Recebeu a Medalha do Senado da República do México pela relação cultural que mantém com esses país. Sua relação com as culturas do Extremo Oriente também continua intensa, como durante a viagem à Índia para participar da homenagem internacional que este país dedicou aos escritores Tagore e Vivekananda; ainda, pela terceira vez, o autor se desloca à Coreia do Sul, como convidado deste país para participar no I Encontro de Poesia Asiática (2017). E, brevemente, Antonio Colinas será um dos integrantes das festividades na Casa do Japão de Salamanca por ocasião dos 150 anos de relações entre este país e Espanha e do VIII Centenário da Universidade de Salamanca.
Nos últimos dois anos, foram publicados seis novos livros sobre a obra do autor, e esta tem sido motivo de novos reconhecimentos em 2014, em 2016, em 2017, em 2019. Em 2020, 2021 e 2022, foram realizados três Cursos de Verão programados pela Universidade de León em torno de três temas monográficos sobre o autor: Origem e universalidade, Novos gêneros, novos caminhos e Da poesia à narrativa e ao ensaio. Como acabamos de expor, a obra deste autor é riquíssima, pujante de sabedoria e de uma poesia plena de emoção.

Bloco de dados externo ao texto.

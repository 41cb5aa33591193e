use std::fmt;

use chrono::NaiveDateTime;
use serde::{Deserialize, Serialize};

/// Server-assigned alert identifier (a stringified document id).
#[derive(Debug, Clone, Default, PartialEq, Eq, Hash, Serialize, Deserialize)]
#[serde(transparent)]
pub struct AlertId(pub String);

impl AlertId {
    #[must_use]
    pub fn as_str(&self) -> &str {
        &self.0
    }
}

impl fmt::Display for AlertId {
    fn fmt(&self, f: &mut fmt::Formatter<'_>) -> fmt::Result {
        fmt::Display::fmt(&self.0, f)
    }
}

#[derive(Debug, Clone, Copy, Default, PartialEq, Eq, Hash, Serialize, Deserialize)]
#[serde(rename_all = "snake_case")]
pub enum AlertType {
    Critical,
    Alert,
    FalsePositive,
    /// Anything the server sends that is not one of the three real classes,
    /// including the legacy "none" sentinel.
    #[default]
    #[serde(other)]
    Unknown,
}

impl AlertType {
    #[must_use]
    pub const fn as_str(self) -> &'static str {
        match self {
            Self::Critical => "critical",
            Self::Alert => "alert",
            Self::FalsePositive => "false_positive",
            Self::Unknown => "unknown",
        }
    }

    /// True for the three classes the detector actually emits.
    #[must_use]
    pub const fn is_classified(self) -> bool {
        !matches!(self, Self::Unknown)
    }
}

impl fmt::Display for AlertType {
    fn fmt(&self, f: &mut fmt::Formatter<'_>) -> fmt::Result {
        f.write_str(self.as_str())
    }
}

/// Validated WGS84 coordinate pair.
#[derive(Debug, Clone, Copy, PartialEq, Serialize, Deserialize)]
pub struct LatLon {
    pub lat: f64,
    pub lon: f64,
}

impl LatLon {
    #[must_use]
    pub fn new(lat: f64, lon: f64) -> Option<Self> {
        let valid = lat.is_finite()
            && lon.is_finite()
            && (-90.0..=90.0).contains(&lat)
            && (-180.0..=180.0).contains(&lon);
        valid.then_some(Self { lat, lon })
    }

    /// Parses the server's `"lat,lon"` decimal-degree string.
    #[must_use]
    pub fn parse(gps: &str) -> Option<Self> {
        let (lat, lon) = gps.split_once(',')?;
        Self::new(lat.trim().parse().ok()?, lon.trim().parse().ok()?)
    }
}

/// One detection record as the server stores and serves it.
///
/// Fields default when absent rather than failing the whole list: the
/// backing collection is schemaless and older documents miss fields.
#[derive(Debug, Clone, PartialEq, Serialize, Deserialize)]
pub struct Alert {
    #[serde(rename = "_id", default)]
    pub id: AlertId,
    #[serde(rename = "type", default)]
    pub alert_type: AlertType,
    #[serde(default)]
    pub label: String,
    #[serde(default)]
    pub confidence: f64,
    #[serde(default)]
    pub image: String,
    #[serde(default)]
    pub gps: Option<String>,
    #[serde(default)]
    pub gps_url: Option<String>,
    #[serde(default)]
    pub timestamp: String,
    #[serde(default)]
    pub seen: bool,
}

impl Alert {
    /// Millisecond sort key for the record's timestamp, when parseable.
    #[must_use]
    pub fn timestamp_ms(&self) -> Option<i64> {
        parse_timestamp_ms(&self.timestamp)
    }

    #[must_use]
    pub fn confidence_pct(&self) -> f64 {
        self.confidence * 100.0
    }

    #[must_use]
    pub fn position(&self) -> Option<LatLon> {
        self.gps.as_deref().and_then(LatLon::parse)
    }

    /// Timestamp as shown to users: the stray trailing `Z` removed.
    #[must_use]
    pub fn display_timestamp(&self) -> &str {
        self.timestamp.strip_suffix('Z').unwrap_or(&self.timestamp)
    }
}

/// Parses the server's ISO-8601-ish timestamps into epoch milliseconds.
///
/// Some stored values carry a literal trailing `Z` even though they are not
/// UTC; it is stripped and the remainder is treated as naive wall time, so
/// ordering matches what the server writes.
#[must_use]
pub fn parse_timestamp_ms(raw: &str) -> Option<i64> {
    let trimmed = raw.trim();
    let trimmed = trimmed.strip_suffix('Z').unwrap_or(trimmed);
    let parsed = NaiveDateTime::parse_from_str(trimmed, "%Y-%m-%dT%H:%M:%S%.f").ok()?;
    Some(parsed.and_utc().timestamp_millis())
}
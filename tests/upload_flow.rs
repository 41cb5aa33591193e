use crux_core::testing::AppTester;
use sar_core::alert::{Alert, AlertId, AlertType};
use sar_core::api::{SubmissionOutcome, TransportError};
use sar_core::capabilities::{GeoFix, LocationError};
use sar_core::model::Screen;
use sar_core::notifications::Severity;
use sar_core::{App, CruxApp, Effect, Event, Model};

// JPEG magic bytes followed by padding, enough to pass media sniffing.
fn media_bytes() -> Vec<u8> {
    let mut data = vec![0xFF, 0xD8, 0xFF, 0xE0];
    data.extend_from_slice(&[0x00; 32]);
    data
}

fn detection(alert_type: AlertType) -> SubmissionOutcome {
    SubmissionOutcome {
        message: "Alert created".to_string(),
        alert: Some(Box::new(Alert {
            id: AlertId("det1".to_string()),
            alert_type,
            label: "person".to_string(),
            confidence: 0.88,
            image: "/uploads/det1.jpg".to_string(),
            gps: Some("24.7,46.6".to_string()),
            gps_url: None,
            timestamp: "2024-05-01T10:00:00".to_string(),
            seen: false,
        })),
    }
}

fn on_upload_screen(app: &AppTester<App, Effect>, model: &mut Model) {
    app.update(Event::ScreenChanged(Screen::Upload), model);
}

fn has_http(effects: &[Effect]) -> bool {
    effects.iter().any(|e| matches!(e, Effect::Http(_)))
}

#[test]
fn staging_a_file_notifies() {
    let app = AppTester::<App, Effect>::default();
    let mut model = Model::default();
    on_upload_screen(&app, &mut model);

    app.update(
        Event::MediaStaged {
            file_name: "beach.jpg".to_string(),
            data: media_bytes(),
        },
        &mut model,
    );

    assert_eq!(App.view(&model).staged_file.as_deref(), Some("beach.jpg"));
    let note = &model.notifications.entries()[0];
    assert_eq!(note.severity, Severity::Success);
    assert!(note.message.contains("beach.jpg"));
}

#[test]
fn upload_with_nothing_staged_warns() {
    let app = AppTester::<App, Effect>::default();
    let mut model = Model::default();
    on_upload_screen(&app, &mut model);

    let update = app.update(Event::UploadRequested, &mut model);

    assert!(!model.upload_in_progress);
    assert!(!update.effects.iter().any(|e| matches!(e, Effect::Location(_))));
    assert_eq!(model.notifications.entries()[0].severity, Severity::Warning);
}

#[test]
fn upload_asks_for_a_position_first() {
    let app = AppTester::<App, Effect>::default();
    let mut model = Model::default();
    on_upload_screen(&app, &mut model);
    app.update(
        Event::MediaStaged {
            file_name: "beach.jpg".to_string(),
            data: media_bytes(),
        },
        &mut model,
    );

    let update = app.update(Event::UploadRequested, &mut model);
    assert!(model.upload_in_progress);
    assert!(update.effects.iter().any(|e| matches!(e, Effect::Location(_))));
    assert!(!has_http(&update.effects), "nothing uploads before the fix");
}

#[test]
fn geolocation_failure_aborts_the_upload() {
    let app = AppTester::<App, Effect>::default();
    let mut model = Model::default();
    on_upload_screen(&app, &mut model);
    app.update(
        Event::MediaStaged {
            file_name: "beach.jpg".to_string(),
            data: media_bytes(),
        },
        &mut model,
    );
    app.update(Event::UploadRequested, &mut model);
    model.notifications.clear();

    let update = app.update(
        Event::UploadPositionFixed(Err(LocationError::PermissionDenied)),
        &mut model,
    );

    assert!(!model.upload_in_progress);
    assert!(!has_http(&update.effects));
    let note = &model.notifications.entries()[0];
    assert_eq!(note.severity, Severity::Error);
    assert!(note.message.starts_with("GPS Error"));
    assert!(model.staged_media.is_some(), "file stays staged for a retry");
}

#[test]
fn position_fix_submits_the_staged_media() {
    let app = AppTester::<App, Effect>::default();
    let mut model = Model::default();
    on_upload_screen(&app, &mut model);
    app.update(
        Event::MediaStaged {
            file_name: "beach.jpg".to_string(),
            data: media_bytes(),
        },
        &mut model,
    );
    app.update(Event::UploadRequested, &mut model);

    let update = app.update(
        Event::UploadPositionFixed(Ok(GeoFix { lat: 24.7136, lon: 46.6753 })),
        &mut model,
    );
    assert!(has_http(&update.effects));
}

#[test]
fn no_detection_is_an_info_outcome() {
    let app = AppTester::<App, Effect>::default();
    let mut model = Model::default();
    on_upload_screen(&app, &mut model);
    app.update(
        Event::MediaStaged {
            file_name: "beach.jpg".to_string(),
            data: media_bytes(),
        },
        &mut model,
    );
    app.update(Event::UploadRequested, &mut model);
    model.notifications.clear();

    let update = app.update(
        Event::UploadCompleted(Ok(SubmissionOutcome {
            message: "No alert generated".to_string(),
            alert: None,
        })),
        &mut model,
    );

    assert!(!model.upload_in_progress);
    assert!(model.staged_media.is_none(), "successful upload unstages");
    assert_eq!(model.notifications.len(), 1);
    assert_eq!(model.notifications.entries()[0].severity, Severity::Info);
    assert!(!has_http(&update.effects), "a quiet outcome does not reload");
}

#[test]
fn detected_alert_notifies_sticky_and_reloads() {
    let app = AppTester::<App, Effect>::default();
    let mut model = Model::default();
    on_upload_screen(&app, &mut model);
    app.update(
        Event::MediaStaged {
            file_name: "beach.jpg".to_string(),
            data: media_bytes(),
        },
        &mut model,
    );
    app.update(Event::UploadRequested, &mut model);
    model.notifications.clear();

    let update = app.update(
        Event::UploadCompleted(Ok(detection(AlertType::Alert))),
        &mut model,
    );

    let notes = model.notifications.entries();
    assert_eq!(notes.len(), 2);
    assert!(notes[0].sticky);
    assert_eq!(notes[0].severity, Severity::Warning);
    assert_eq!(notes[0].message, "Alert generated");
    assert!(!notes[1].sticky);
    assert_eq!(notes[1].message, "Upload successful");
    assert!(has_http(&update.effects), "detection triggers a reload");
}

#[test]
fn false_positive_gets_a_muted_notice() {
    let app = AppTester::<App, Effect>::default();
    let mut model = Model::default();
    on_upload_screen(&app, &mut model);
    app.update(
        Event::MediaStaged {
            file_name: "beach.jpg".to_string(),
            data: media_bytes(),
        },
        &mut model,
    );
    app.update(Event::UploadRequested, &mut model);
    model.notifications.clear();

    app.update(
        Event::UploadCompleted(Ok(detection(AlertType::FalsePositive))),
        &mut model,
    );

    let sticky: Vec<_> = model
        .notifications
        .entries()
        .iter()
        .filter(|n| n.sticky)
        .collect();
    assert_eq!(sticky.len(), 1);
    assert_eq!(sticky[0].severity, Severity::Muted);
    assert_eq!(sticky[0].message, "False positive");
}

#[test]
fn critical_detection_raises_the_prompt() {
    let app = AppTester::<App, Effect>::default();
    let mut model = Model::default();
    on_upload_screen(&app, &mut model);
    app.update(
        Event::MediaStaged {
            file_name: "beach.jpg".to_string(),
            data: media_bytes(),
        },
        &mut model,
    );
    app.update(Event::UploadRequested, &mut model);

    app.update(
        Event::UploadCompleted(Ok(detection(AlertType::Critical))),
        &mut model,
    );
    let critical = App.view(&model).critical_alert.expect("prompt is raised");
    assert_eq!(critical.id.as_str(), "det1");

    app.update(Event::CriticalPromptDismissed, &mut model);
    assert!(App.view(&model).critical_alert.is_none());
}

#[test]
fn failed_upload_keeps_the_staged_file() {
    let app = AppTester::<App, Effect>::default();
    let mut model = Model::default();
    on_upload_screen(&app, &mut model);
    app.update(
        Event::MediaStaged {
            file_name: "beach.jpg".to_string(),
            data: media_bytes(),
        },
        &mut model,
    );
    app.update(Event::UploadRequested, &mut model);
    model.notifications.clear();

    app.update(
        Event::UploadCompleted(Err(TransportError::Status {
            code: 500,
            message: "Internal Server Error".to_string(),
        })),
        &mut model,
    );

    assert!(!model.upload_in_progress);
    assert!(model.staged_media.is_some());
    let note = &model.notifications.entries()[0];
    assert_eq!(note.severity, Severity::Error);
    assert!(note.message.starts_with("Upload failed"));
}

#[test]
fn clearing_the_file_mid_fix_releases_the_upload_flag() {
    let app = AppTester::<App, Effect>::default();
    let mut model = Model::default();
    on_upload_screen(&app, &mut model);
    app.update(
        Event::MediaStaged {
            file_name: "beach.jpg".to_string(),
            data: media_bytes(),
        },
        &mut model,
    );
    app.update(Event::UploadRequested, &mut model);
    app.update(Event::MediaCleared, &mut model);
    model.notifications.clear();

    // The fix arrives for a file that is no longer staged.
    let update = app.update(
        Event::UploadPositionFixed(Ok(GeoFix { lat: 24.7136, lon: 46.6753 })),
        &mut model,
    );

    assert!(!has_http(&update.effects), "nothing left to upload");
    assert!(!model.upload_in_progress, "the flag must not wedge");
    assert_eq!(model.notifications.entries()[0].severity, Severity::Warning);

    // A fresh stage-and-upload goes through as usual.
    app.update(
        Event::MediaStaged {
            file_name: "cliff.jpg".to_string(),
            data: media_bytes(),
        },
        &mut model,
    );
    let update = app.update(Event::UploadRequested, &mut model);
    assert!(model.upload_in_progress);
    assert!(update.effects.iter().any(|e| matches!(e, Effect::Location(_))));
}

#[test]
fn late_response_after_navigation_is_ignored() {
    let app = AppTester::<App, Effect>::default();
    let mut model = Model::default();
    on_upload_screen(&app, &mut model);
    app.update(
        Event::MediaStaged {
            file_name: "beach.jpg".to_string(),
            data: media_bytes(),
        },
        &mut model,
    );
    app.update(Event::UploadRequested, &mut model);
    app.update(Event::ScreenChanged(Screen::Home), &mut model);

    let update = app.update(
        Event::UploadCompleted(Ok(detection(AlertType::Critical))),
        &mut model,
    );
    assert!(model.critical_prompt.is_none());
    assert!(model.notifications.is_empty());
    assert!(!has_http(&update.effects));
}
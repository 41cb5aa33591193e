use crux_core::capability::{Capability, CapabilityContext, Operation};
use serde::{Deserialize, Serialize};
use thiserror::Error;

pub struct Location<Ev> {
    context: CapabilityContext<LocationOperation, Ev>,
}

impl<Ev> Capability<Ev> for Location<Ev> {
    type Operation = LocationOperation;
    type MappedSelf<MappedEv> = Location<MappedEv>;

    fn map_event<F, NewEv>(&self, f: F) -> Self::MappedSelf<NewEv>
    where
        F: Fn(NewEv) -> Ev + Send + Sync + 'static,
        Ev: 'static,
        NewEv: 'static + Send,
    {
        Location::new(self.context.map_event(f))
    }
}

impl<Ev> Location<Ev> {
    pub fn new(context: CapabilityContext<LocationOperation, Ev>) -> Self {
        Self { context }
    }
}

impl<Ev> Location<Ev>
where
    Ev: Send + 'static,
{
    pub fn current_position<F>(&self, make_event: F)
    where
        F: Fn(LocationResult) -> Ev + Send + Sync + 'static,
    {
        let context = self.context.clone();
        self.context.spawn(async move {
            let result = context
                .request_from_shell(LocationOperation::CurrentPosition)
                .await;
            context.update_app(make_event(result));
        });
    }
}

#[derive(Debug, Clone, Serialize, Deserialize, PartialEq, Eq)]
pub enum LocationOperation {
    CurrentPosition,
}

impl Operation for LocationOperation {
    type Output = LocationResult;
}

/// A position as reported by the shell. Values are raw and may be out of
/// range; the app validates them before use.
#[derive(Debug, Clone, Copy, Serialize, Deserialize, PartialEq)]
pub struct GeoFix {
    pub lat: f64,
    pub lon: f64,
}

#[derive(Debug, Clone, Error, Serialize, Deserialize, PartialEq, Eq)]
pub enum LocationError {
    #[error("location permission denied")]
    PermissionDenied,

    #[error("location unavailable: {reason}")]
    Unavailable { reason: String },

    #[error("timed out waiting for a position")]
    Timeout,
}

pub type LocationResult = Result<GeoFix, LocationError>;

#[cfg(test)]
mod tests {
    use super::*;

    #[test]
    fn test_errors_render_for_display() {
        let err = LocationError::Unavailable {
            reason: "no GPS hardware".to_string(),
        };
        assert_eq!(err.to_string(), "location unavailable: no GPS hardware");
        assert_eq!(
            LocationError::PermissionDenied.to_string(),
            "location permission denied"
        );
    }
}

Passamos a um poema exemplar que o autor nos proporciona; intitula-se “Litania do cego que vê”. Que este pão celestial do firmamento / me alimente até meu último suspiro. / Que estes campos tão ferozes e tão puros / Sejam bons para mim, melhores a cada dia. / Que se no verão minhas mãos incendiarem / com cardos, com urtigas, que ao chegar o inverno / Sinta-os como geada em meu telhado. / Quando parecer que caí, / porque eles me derrubaram, / Estou apenas ajoelhado no meu centro. / E se alguém me bater com muita força / sinta apenas a brisa do pinhal, / o murmúrio / da fonte serena. / Que se a vida é um fim, / como um cata-vento, / cantando no topo, / lá em cima que eu me acalme para sempre, / minha âncora que se dissolva no azul. / E se alguém, de repente, viesse me arrancar / Quanto semeei e plantei chorando pelas nuvens, / Me tornei uma nuvem, me tornei uma planta, / que sejam ainda sementes meus dois olhos / nos olhos sem lágrimas do cachorro. / Que se houver doença / que sirva para curar-me, / Que seja somente o início de meu renascimento. / Que se eu beijar e parecer que o lábio tem gosto de morte, / que o amor vença a morte nesse beijo. / Que se eu render minha mente e detiver meus passos, / que se eu fechar a boca para te contar tudo, / e parar de esfregar sua carne já semeada, / E se eu fechar os olhos e vencer sem lutar / (vitória na qual nada sou e nada obtenho), / Tenho você, silêncio do topo, / ou esse sol abatido que é a neve, / onde nada é tudo. / Que eu respire em paz a música inédita / que seja meu último desejo, pois como sabem / que, para quem respira em paz, todo mundo / Está dentro dele e nele respira. / Que se a morte insistir, / que se a idade avança e tudo e todos / ao meu redor parecem estar indo embora rapidamente, / que me venha o mundo finalmente nessa luz / que explode. / E que seu fogo / me vá desmoronando como / chama / de vela: suavemente, lentamente, muito lentamente, / como giram acima em êxtase os planetas.
Eis um poema que nos faz meditar; aproveitem a ocasião. Um abraço de Feliz Natal a todas e a todos, e boas realizações no Ano Novo!